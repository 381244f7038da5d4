//! Command-line arguments for the shipping quote client.
//!
//! This module defines the CLI interface using `clap`. See `main` for end-to-end usage.
use clap::{Parser, Subcommand};
use shipping_common::CartItem;
use shipping_common::net::QUOTE_PORT;

/// Parsed command-line arguments.
#[derive(Debug, Parser)]
#[command(version, about, long_about = None)]
pub struct Args {
    /// Server IP address (IPv4 or IPv6) where the quote service is running.
    #[clap(long)]
    pub server_ip: String,

    /// TCP port of the quote service.
    #[clap(long, default_value_t = QUOTE_PORT)]
    pub port: u16,

    /// What to get a quote for.
    #[command(subcommand)]
    pub request: RequestArgs,
}

/// Quote request kinds.
#[derive(Debug, Subcommand)]
pub enum RequestArgs {
    /// Quote shipping for cart items.
    Items {
        /// Path to a cart file with one `product_id quantity` entry per line.
        #[clap(long, conflicts_with = "item")]
        path: Option<String>,

        /// Cart item as `product_id:quantity`; may be repeated.
        #[clap(long)]
        item: Vec<CartItem>,
    },
    /// Convert a raw amount into a quote.
    Amount {
        /// Amount in currency units, e.g. `10.555`.
        #[clap(allow_negative_numbers = true)]
        value: f64,
    },
}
------------------------
→ **PROBLEM REQUIREMENTS**:
Above are the entries. Quote exactly the lines from the one bearing "#[command(subcommand)]" through the one bearing "entry per line.".

→ **ANSWER SECTION**:
    #[command(subcommand)]
    pub request: RequestArgs,
}

/// Quote request kinds.
#[derive(Debug, Subcommand)]
pub enum RequestArgs {
    /// Quote shipping for cart items.
    Items {
        /// Path to a cart file with one `product_id quantity` entry per line.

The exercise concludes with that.